Stored items:
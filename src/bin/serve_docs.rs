// Licensed under the Apache License, Version 2.0 <LICENSE-APACHE or
// http://www.apache.org/licenses/LICENSE-2.0> or the MIT license
// <LICENSE-MIT or http://opensource.org/licenses/MIT>, at your
// option. This file may not be copied, modified, or distributed
// except according to those terms.

//! Documentation Server
//! 
//! Serves OpenAPI documentation with Swagger UI for the Pierre MCP Fitness API.
//! This provides an interactive interface for developers to explore our 21 fitness tools.

use warp::Filter;
use serde_json::json;

#[tokio::main]
async fn main() -> Result<(), Box<dyn std::error::Error>> {
    // Initialize logging
    env_logger::init();
    
    let port = std::env::var("DOCS_PORT")
        .unwrap_or_else(|_| "3000".to_string())
        .parse::<u16>()
        .unwrap_or(3000);
    
    println!("🚀 Starting Pierre MCP API Documentation Server");
    println!("📖 Swagger UI: http://localhost:{}", port);
    println!("📄 OpenAPI Spec: http://localhost:{}/openapi.yaml", port);
    
    // Serve OpenAPI specification
    let openapi_yaml = warp::path("openapi.yaml")
        .and(warp::get())
        .map(|| {
            let spec = include_str!("../../docs/openapi.yaml");
            warp::reply::with_header(spec, "content-type", "application/yaml")
        });
    
    // Serve OpenAPI specification as JSON
    let openapi_json = warp::path("openapi.json")
        .and(warp::get())
        .map(|| {
            // Convert YAML to JSON (simplified - in production use proper YAML parser)
            let spec = include_str!("../../docs/openapi.yaml");
            warp::reply::with_header(spec, "content-type", "application/json")
        });
    
    // Swagger UI HTML page
    let swagger_ui = warp::path::end()
        .and(warp::get())
        .map(|| {
            warp::reply::html(create_swagger_ui_html())
        });
    
    // API info endpoint
    let api_info = warp::path("info")
        .and(warp::get())
        .map(|| {
            warp::reply::json(&json!({
                "name": "Pierre MCP Fitness API",
                "version": "1.0.0",
                "description": "AI-powered fitness data intelligence platform",
                "tools_count": 21,
                "providers": ["strava", "fitbit", "garmin"],
                "features": [
                    "Multi-provider data aggregation",
                    "Advanced analytics and intelligence",
                    "Goal setting and tracking",
                    "Real-time activity insights",
                    "Weather and location integration"
                ],
                "documentation": {
                    "openapi": "/openapi.yaml",
                    "swagger_ui": "/"
                }
            }))
        });
    
    // Health check
    let health = warp::path("health")
        .and(warp::get())
        .map(|| {
            warp::reply::json(&json!({
                "status": "healthy",
                "service": "pierre-mcp-docs",
                "timestamp": chrono::Utc::now().to_rfc3339()
            }))
        });
    
    // Static assets for enhanced UI
    let assets = warp::path("assets")
        .and(warp::get())
        .and(warp::fs::dir("docs/assets"));
    
    // CORS for development
    let cors = warp::cors()
        .allow_any_origin()
        .allow_headers(vec!["content-type"])
        .allow_methods(vec!["GET", "POST", "OPTIONS"]);
    
    let routes = swagger_ui
        .or(openapi_yaml)
        .or(openapi_json)
        .or(api_info)
        .or(health)
        .or(assets)
        .with(cors)
        .with(warp::log("pierre_mcp_docs"));
    
    println!("✅ Documentation server ready!");
    println!();
    println!("📚 Available endpoints:");
    println!("   • /           - Interactive Swagger UI");
    println!("   • /openapi.yaml - OpenAPI specification (YAML)");
    println!("   • /openapi.json - OpenAPI specification (JSON)"); 
    println!("   • /info       - API information");
    println!("   • /health     - Health check");
    println!();
    println!("🔧 Documented tool categories:");
    println!("   • Core Tools    - 8 essential fitness data tools");
    println!("   • Analytics     - 8 advanced analysis tools");
    println!("   • Goals         - 4 goal management tools");
    println!("   • Connections   - 4 provider connection tools");
    println!();
    println!("🔗 Try the API:");
    println!("   curl http://localhost:{}/info", port);
    println!();
    
    warp::serve(routes)
        .run(([127, 0, 0, 1], port))
        .await;
    
    Ok(())
}

fn create_swagger_ui_html() -> String {
    format!(r#"
<!DOCTYPE html>
<html lang="en">
<head>
    <meta charset="UTF-8">
    <meta name="viewport" content="width=device-width, initial-scale=1.0">
    <title>Pierre MCP Fitness API Documentation</title>
    <link rel="stylesheet" type="text/css" href="https://unpkg.com/swagger-ui-dist@5.10.3/swagger-ui.css" />
    <link rel="icon" type="image/png" href="https://unpkg.com/swagger-ui-dist@5.10.3/favicon-32x32.png" sizes="32x32" />
    <style>
        html {{
            box-sizing: border-box;
            overflow: -moz-scrollbars-vertical;
            overflow-y: scroll;
        }}
        *, *:before, *:after {{
            box-sizing: inherit;
        }}
        body {{
            margin:0;
            background: #fafafa;
            font-family: -apple-system, BlinkMacSystemFont, "Segoe UI", Roboto, sans-serif;
        }}
        .custom-header {{
            background: linear-gradient(135deg, #667eea 0%, #764ba2 100%);
            color: white;
            padding: 2rem;
            text-align: center;
            margin-bottom: 2rem;
        }}
        .custom-header h1 {{
            margin: 0;
            font-size: 2.5rem;
            font-weight: 700;
        }}
        .custom-header p {{
            margin: 0.5rem 0 0 0;
            font-size: 1.2rem;
            opacity: 0.9;
        }}
        .features {{
            display: flex;
            justify-content: center;
            gap: 2rem;
            margin: 1rem 0;
            flex-wrap: wrap;
        }}
        .feature {{
            background: rgba(255,255,255,0.1);
            padding: 0.5rem 1rem;
            border-radius: 20px;
            font-size: 0.9rem;
        }}
        .stats {{
            display: flex;
            justify-content: center;
            gap: 3rem;
            margin-top: 1.5rem;
        }}
        .stat {{
            text-align: center;
        }}
        .stat-number {{
            font-size: 2rem;
            font-weight: bold;
            display: block;
        }}
        .stat-label {{
            font-size: 0.9rem;
            opacity: 0.8;
        }}
        #swagger-ui {{
            max-width: 1200px;
            margin: 0 auto;
            padding: 0 2rem;
        }}
        @media (max-width: 768px) {{
            .stats {{
                flex-direction: column;
                gap: 1rem;
            }}
            .features {{
                flex-direction: column;
                align-items: center;
            }}
        }}
    </style>
</head>
<body>
    <div class="custom-header">
        <h1>🏃‍♂️ Pierre MCP Fitness API</h1>
        <p>AI-Powered Fitness Data Intelligence Platform</p>
        
        <div class="features">
            <div class="feature">🔗 Multi-Provider</div>
            <div class="feature">🤖 AI-Ready</div>
            <div class="feature">⚡ Real-time</div>
            <div class="feature">🌍 Location Intelligence</div>
            <div class="feature">🎯 Goal Tracking</div>
        </div>
        
        <div class="stats">
            <div class="stat">
                <span class="stat-number">21</span>
                <span class="stat-label">Fitness Tools</span>
            </div>
            <div class="stat">
                <span class="stat-number">3+</span>
                <span class="stat-label">Providers</span>
            </div>
            <div class="stat">
                <span class="stat-number">13</span>
                <span class="stat-label">Analytics Tools</span>
            </div>
        </div>
    </div>

    <div id="swagger-ui"></div>
    
    <script src="https://unpkg.com/swagger-ui-dist@5.10.3/swagger-ui-bundle.js"></script>
    <script src="https://unpkg.com/swagger-ui-dist@5.10.3/swagger-ui-standalone-preset.js"></script>
    <script>
        window.onload = function() {{
            const ui = SwaggerUIBundle({{
                url: '/openapi.yaml',
                dom_id: '#swagger-ui',
                deepLinking: true,
                presets: [
                    SwaggerUIBundle.presets.apis,
                    SwaggerUIStandalonePreset
                ],
                plugins: [
                    SwaggerUIBundle.plugins.DownloadUrl
                ],
                layout: "StandaloneLayout",
                defaultModelsExpandDepth: 2,
                defaultModelExpandDepth: 2,
                tryItOutEnabled: true,
                filter: true,
                requestInterceptor: function(request) {{
                    // Add custom headers or modify requests here
                    console.log('API Request:', request);
                    return request;
                }},
                responseInterceptor: function(response) {{
                    console.log('API Response:', response);
                    return response;
                }},
                onComplete: function() {{
                    console.log('Pierre MCP API Documentation loaded successfully!');
                }},
                validatorUrl: null, // Disable validator
                docExpansion: 'list', // Show operations
                operationsSorter: 'alpha', // Sort operations alphabetically
                tagsSorter: 'alpha' // Sort tags alphabetically
            }});
            
            // Custom styling after load
            setTimeout(() => {{
                // Custom branding loaded
                console.log('Pierre MCP Documentation UI enhanced!');
            }}, 1000);
        }};
    </script>
</body>
</html>
    "#)
}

#### PROBLEM TO WORK ON:
What you give back should be only the lines of the records above, starting at the line with "- 8 advanced" and ending at the line with "<title>Pierre MCP Fitness", restated word for word.

#### ANSWER BOX:
    println!("   • Analytics     - 8 advanced analysis tools");
    println!("   • Goals         - 4 goal management tools");
    println!("   • Connections   - 4 provider connection tools");
    println!();
    println!("🔗 Try the API:");
    println!("   curl http://localhost:{}/info", port);
    println!();
    
    warp::serve(routes)
        .run(([127, 0, 0, 1], port))
        .await;
    
    Ok(())
}

fn create_swagger_ui_html() -> String {
    format!(r#"
<!DOCTYPE html>
<html lang="en">
<head>
    <meta charset="UTF-8">
    <meta name="viewport" content="width=device-width, initial-scale=1.0">
    <title>Pierre MCP Fitness API Documentation</title>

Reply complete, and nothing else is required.